Gaffney saw then that something had to be done. Too much power had been devolved to the habitats. For their own safety, central government needed to be reasserted. The citizens would never vote for that, of course; even the moderate states were wary of ceding too much authority to an organisation like Panoply. But needs must, no matter how unwilling the populace. Children were playing with some very sharp knives: it was a wonder more blood hadn’t already been spilled.
Gaffney had begun to express his thoughts in his personal journal. It was a way of clarifying and organising his precepts. He saw that Panoply had to change — perhaps even cease to exist — if the people were not to be abandoned to their own worst natures. He was aware that his ideas were heretical; that they cut against everything Sandra Voi’s name had stood for these past two hundred years. But history was not made by reasonable or cautious individuals. Sandra Voi had hardy been cautious or reasonable herself.
Aurora had revealed herself to him soon after.
‘You’re a good man, Sheridan. Yet you feel beleaguered, as if all those around you have forgotten their true responsibilities.’
Gaffney had blinked at the sudden appearance of the face on his private security pane. ‘Who are you?’
‘A fellow sympathiser. A friend, if you wish.’
He was inside Panoply. If she was reaching him, then she had to be inside as well. But he knew even then that she was not, and that Aurora had powers of infiltration and stealth that made a mockery of walls and doors, whether real or virtual. If she was a beta- or gamma-level, she was cleverer and more agile than most.
‘Are you human?’
The question had clearly amused her. ‘Does it really matter what I am, provided we share the same ideals?’
‘My ideals are my own business.’
‘Not now they aren’t. I’ve seen your words, shared your theories.’ She nodded in answer to the question he’d barely begun to frame. ‘Yes, I’ve looked into your private journals. Don’t be shocked, Sheridan. There is nothing shaming about them. Quite the contrary. I found them courageous. You are that rarest of creatures: a man with the wisdom to see beyond his own time.’

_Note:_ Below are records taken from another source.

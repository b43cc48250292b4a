//! Page rendering: resolution, zone composition and layout templates.

use std::collections::BTreeMap;
use std::fs;
use std::path::Path;

use aiui_manifest::{parse_document, Document, Manifests};
use aiui_runtime::{
    compose_zones, find_by_path, LayoutKind, Resolver, SlotRegistry, TemplateMatch,
    WidgetDispatcher,
};

use crate::builder::BuildError;
use crate::slots::{register_defaults, render_slots};
use crate::templates::{A11yContext, NavLink, PageContext, TemplateEngine};

/// Template used when no route matches.
pub const FALLBACK_TEMPLATE: &str = "docs";

/// Read and parse a Markdown page.
pub fn read_document(path: &Path) -> Result<Document, BuildError> {
    let source = fs::read_to_string(path)
        .map_err(|e| BuildError::ReadError(format!("{}: {}", path.display(), e)))?;

    parse_document(&source).map_err(|e| BuildError::ParseError {
        path: path.display().to_string(),
        message: e.to_string(),
    })
}

/// Renders pages from a manifest snapshot.
pub struct PageRenderer {
    manifests: Manifests,
    registry: SlotRegistry,
    templates: TemplateEngine,
    base_url: String,
    live_reload: Option<String>,
}

impl PageRenderer {
    /// Default `Header` and `Footer` renderers are added to `registry`
    /// unless it already has them.
    pub fn new(manifests: Manifests, mut registry: SlotRegistry) -> Self {
        register_defaults(&mut registry, &manifests.ui.site.title);

        Self {
            manifests,
            registry,
            templates: TemplateEngine::new(),
            base_url: "/".to_string(),
            live_reload: None,
        }
    }

    pub fn with_base_url(mut self, base_url: impl Into<String>) -> Self {
        self.base_url = base_url.into();
        self
    }

    /// Inject a hot reload client script into every page.
    pub fn with_live_reload(mut self, script_url: impl Into<String>) -> Self {
        self.live_reload = Some(script_url.into());
        self
    }

    pub fn manifests(&self) -> &Manifests {
        &self.manifests
    }

    /// A resolver over this snapshot's routes, for rendering many pages.
    pub fn resolver(&self) -> Resolver<'_> {
        Resolver::new(&self.manifests.routes)
    }

    /// Resolve the template for `path`, falling back to the `docs`
    /// template and then to a bare three-column page.
    pub fn resolve(&self, resolver: &Resolver<'_>, path: &str) -> TemplateMatch {
        let templates = &self.manifests.ui.templates;

        if let Some(matched) = resolver.resolve(path, templates) {
            return matched;
        }

        match templates.get(FALLBACK_TEMPLATE) {
            Some(template) => TemplateMatch {
                template: FALLBACK_TEMPLATE.to_string(),
                layout: template.layout.clone(),
                slots: template.slots.clone(),
                slot_overrides: BTreeMap::new(),
            },
            None => TemplateMatch {
                template: String::new(),
                layout: LayoutKind::default().name().to_string(),
                slots: BTreeMap::new(),
                slot_overrides: BTreeMap::new(),
            },
        }
    }

    /// Render the page at `path`.
    pub fn render(&self, path: &str, document: Option<&Document>) -> Result<String, BuildError> {
        self.render_with(&self.resolver(), path, document)
    }

    pub fn render_with(
        &self,
        resolver: &Resolver<'_>,
        path: &str,
        document: Option<&Document>,
    ) -> Result<String, BuildError> {
        let ui = &self.manifests.ui;
        let site_title = ui.site.title.clone();

        // Root-level docs pages sit where groups do, which the lookup skips.
        let nav_item = find_by_path(&self.manifests.nav, path).or_else(|| {
            self.manifests
                .nav
                .items
                .iter()
                .find(|item| item.path.as_deref() == Some(path))
        });
        let active = nav_item.and_then(|item| item.path.as_deref());

        let page_title = document
            .and_then(|d| d.title())
            .or(nav_item.map(|item| item.title.as_str()))
            .unwrap_or(&site_title)
            .to_string();

        let matched = self.resolve(resolver, path);
        let layout = LayoutKind::from_name(&matched.layout);
        let zones = ui
            .templates
            .get(&matched.template)
            .and_then(|t| t.zones.as_ref());

        let dispatcher = WidgetDispatcher::new(&self.registry);
        let structure = compose_zones(zones, layout, &dispatcher);
        let slots = render_slots(&matched.merged_slots(), &ui.components, &dispatcher);

        let seo = ui.seo.clone().unwrap_or_default();
        let i18n = ui.i18n.clone().unwrap_or_default();
        let a11y = ui.a11y.clone().unwrap_or_default();
        let title = if page_title == site_title {
            site_title.clone()
        } else {
            format!("{} | {}", seo.format_title(&page_title), site_title)
        };

        let context = PageContext {
            title,
            page_title,
            site_title,
            description: document
                .and_then(|d| d.description())
                .map(str::to_string)
                .or_else(|| ui.site.description.clone()),
            image: seo.default_image.clone(),
            base_url: self.base_url.clone(),
            dir: i18n.direction(&i18n.default_locale),
            lang: i18n.default_locale.clone(),
            theme: ui.site.theme.clone().unwrap_or_default(),
            layout,
            nav: if structure.nav_sidebar {
                NavLink::from_tree(&self.manifests.nav, active)
            } else {
                Vec::new()
            },
            toc: document.map(|d| d.toc.clone()).unwrap_or_default(),
            content: document.map(|d| d.html.clone()),
            missing: document.is_none() && nav_item.is_some(),
            zones: structure
                .zones
                .into_iter()
                .map(|z| (z.zone.key(), z.widgets))
                .collect(),
            slots: slots.html,
            empty_slots: slots.empty,
            a11y: A11yContext::from(&a11y),
            live_reload: self.live_reload.clone(),
        };

        tracing::debug!(
            "Rendering '{}' with template '{}' ({})",
            path,
            matched.template,
            layout.name()
        );

        self.templates
            .render_page(&context)
            .map_err(|e| BuildError::TemplateError(e.to_string()))
    }
}

#[cfg(test)]
mod tests {
    use super::*;
    use aiui_manifest::{
        I18nConfig, NavItem, NavTree, RouteEntry, RouteManifest, SeoConfig, SiteInfo, SlotRef, TemplateConfig,
        UiConfig, WidgetConfig, ZonesConfig,
    };
    use aiui_manifest::Props;

    fn manifests() -> Manifests {
        let mut templates = BTreeMap::new();
        templates.insert(
            "docs".to_string(),
            TemplateConfig {
                layout: "ThreeColumnLayout".to_string(),
                slots: BTreeMap::new(),
                zones: Some(ZonesConfig {
                    right_sidebar: Some(vec![
                        WidgetConfig::new("Toc"),
                        WidgetConfig::new("StatsCard"),
                    ]),
                    ..Default::default()
                }),
            },
        );
        let mut home_slots = BTreeMap::new();
        home_slots.insert("header".to_string(), Some(SlotRef::kind("Banner")));
        templates.insert(
            "home".to_string(),
            TemplateConfig {
                layout: "CenteredLayout".to_string(),
                slots: home_slots,
                zones: Some(ZonesConfig {
                    hero: Some(vec![WidgetConfig::new("HeroBanner")]),
                    ..Default::default()
                }),
            },
        );

        Manifests {
            ui: UiConfig {
                site: SiteInfo {
                    title: "Acme".to_string(),
                    ..Default::default()
                },
                templates,
                seo: Some(SeoConfig {
                    title_template: "%s docs".to_string(),
                    default_image: None,
                }),
                ..Default::default()
            },
            nav: NavTree {
                items: vec![NavItem {
                    title: "Guide".to_string(),
                    path: None,
                    children: vec![NavItem::new("Intro", Some("/docs/intro".to_string()))],
                }],
            },
            routes: RouteManifest {
                routes: vec![
                    RouteEntry {
                        pattern: "/".to_string(),
                        template: "home".to_string(),
                        priority: 2,
                        slot_overrides: None,
                    },
                    RouteEntry {
                        pattern: "/docs/**".to_string(),
                        template: "docs".to_string(),
                        priority: 1,
                        slot_overrides: None,
                    },
                ],
            },
        }
    }

    fn doc(source: &str) -> Document {
        parse_document(source).unwrap()
    }

    #[test]
    fn renders_docs_page_with_sidebar_widgets() {
        let renderer = PageRenderer::new(manifests(), SlotRegistry::new());

        let html = renderer
            .render("/docs/intro", Some(&doc("# Intro\n\n## Usage\n\nText")))
            .unwrap();

        assert!(html.contains("<title>Intro docs | Acme</title>"));
        assert!(html.contains("Statistics"));
        assert!(html.contains(r##"href="#usage""##));
        assert!(html.contains(r#"<li class="nav-item active">"#));
    }

    #[test]
    fn missing_document_renders_fallback_content() {
        let renderer = PageRenderer::new(manifests(), SlotRegistry::new());

        let html = renderer.render("/docs/intro", None).unwrap();

        assert!(html.contains("Content for <strong>Intro</strong> not found."));
    }

    #[test]
    fn uses_registry_for_custom_slots() {
        let mut registry = SlotRegistry::new();
        registry.register("Banner", |_: &Props| "<div>custom banner</div>".to_string());
        let renderer = PageRenderer::new(manifests(), registry);

        let html = renderer.render("/", None).unwrap();

        assert!(html.contains("custom banner"));
        assert!(html.contains("Welcome"));
        assert!(!html.contains("site-header"));
        assert!(html.contains("<title>Acme</title>"));
    }

    #[test]
    fn unmatched_path_falls_back_to_docs_template() {
        let renderer = PageRenderer::new(manifests(), SlotRegistry::new());
        let resolver = renderer.resolver();

        let matched = renderer.resolve(&resolver, "/blog/post");

        assert_eq!(matched.template, "docs");
        assert_eq!(matched.layout, "ThreeColumnLayout");
    }

    #[test]
    fn falls_back_to_default_layout_without_docs_template() {
        let mut m = manifests();
        m.ui.templates.remove("docs");
        let renderer = PageRenderer::new(m, SlotRegistry::new());

        let matched = renderer.resolve(&renderer.resolver(), "/blog/post");
        assert_eq!(matched.layout, "ThreeColumnLayout");
        assert!(matched.slots.is_empty());

        let html = renderer.render("/blog/post", None).unwrap();
        assert!(html.contains("layout-three-column"));
    }

    #[test]
    fn root_level_pages_are_active() {
        let mut m = manifests();
        m.nav
            .items
            .insert(0, NavItem::new("Overview", Some("/docs".to_string())));
        let renderer = PageRenderer::new(m, SlotRegistry::new());

        let html = renderer.render("/docs", None).unwrap();

        assert!(html.contains(r#"<li class="nav-item active">"#));
        assert!(html.contains("Content for <strong>Overview</strong> not found."));
    }

    #[test]
    fn default_locale_sets_language_and_direction() {
        let mut m = manifests();
        m.ui.i18n = Some(I18nConfig {
            default_locale: "he".to_string(),
            rtl_locales: vec!["he".to_string()],
            ..Default::default()
        });
        let renderer = PageRenderer::new(m, SlotRegistry::new());

        let html = renderer.render("/docs/intro", None).unwrap();

        assert!(html.contains(r#"<html lang="he" dir="rtl""#));
        assert!(html.contains("skip-link"));
    }

    #[test]
    fn live_reload_script_is_injected() {
        let renderer =
            PageRenderer::new(manifests(), SlotRegistry::new()).with_live_reload("/__hmr.js");

        let html = renderer.render("/docs/intro", None).unwrap();

        assert!(html.contains("__hmr.js"));
    }

    #[test]
    fn reads_documents_from_disk() {
        let temp = tempfile::tempdir().unwrap();
        let path = temp.path().join("page.md");
        fs::write(&path, "---\ntitle: From Disk\n---\n# Heading").unwrap();

        let document = read_document(&path).unwrap();
        assert_eq!(document.title(), Some("From Disk"));

        assert!(matches!(
            read_document(&temp.path().join("missing.md")),
            Err(BuildError::ReadError(_))
        ));
    }
}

‘I’m a prefect. It’s my job to think about the future.’
‘But some people are better at it than others. You are a seer, Sheridan: much like myself. We just use different methods. Your policeman’s instincts tell you that Hell-Five is a symptom, a diagnostic of a looming pathology that may tax even Panoply’s resources. I see the future through a different lens, but I perceive the same ominous patterns, the same subtle indications of times of great crisis to come.’
‘What do you see?’
‘The end of everything, Sheridan. Unless brave men take the right action now to avert that catastrophe.’ She had looked at him testingly, like a teacher judging a bright but wayward pupil. ‘The words in your journal show that you care. But caring is not enough. Words must become deeds.’
‘I’m doing what I can. When my ideas are finalised, I can approach the other seniors—’
‘And have them drum you out of the organisation?’
‘If I could only express myself properly—’
‘It’ll make no difference. You’re advocating authoritarian control. You know it is the right thing to do, but to most people the very idea is poison.’
‘It doesn’t have to be like that.’
‘Of course it doesn’t. You see that, just as you feel it in your heart. Authoritarian control can also be a form of kindness, like a mother hugging an infant to her breast to stop it thrashing and wailing. But no amount of rational persuasion will convince the populace. They must simply be shown.’
‘Then it’ll never happen. Even if Panoply had the will, it’d never have the power to seize the Glitter Band. The citizenry won’t even let us carry guns!’
‘There are other ways of asserting control, Sheridan. It doesn’t have to involve prefects storming every habitat in the ten thousand and declaring a new regime.’
‘How, then?’
‘It can happen between one moment and the next, if the right preparations are made.’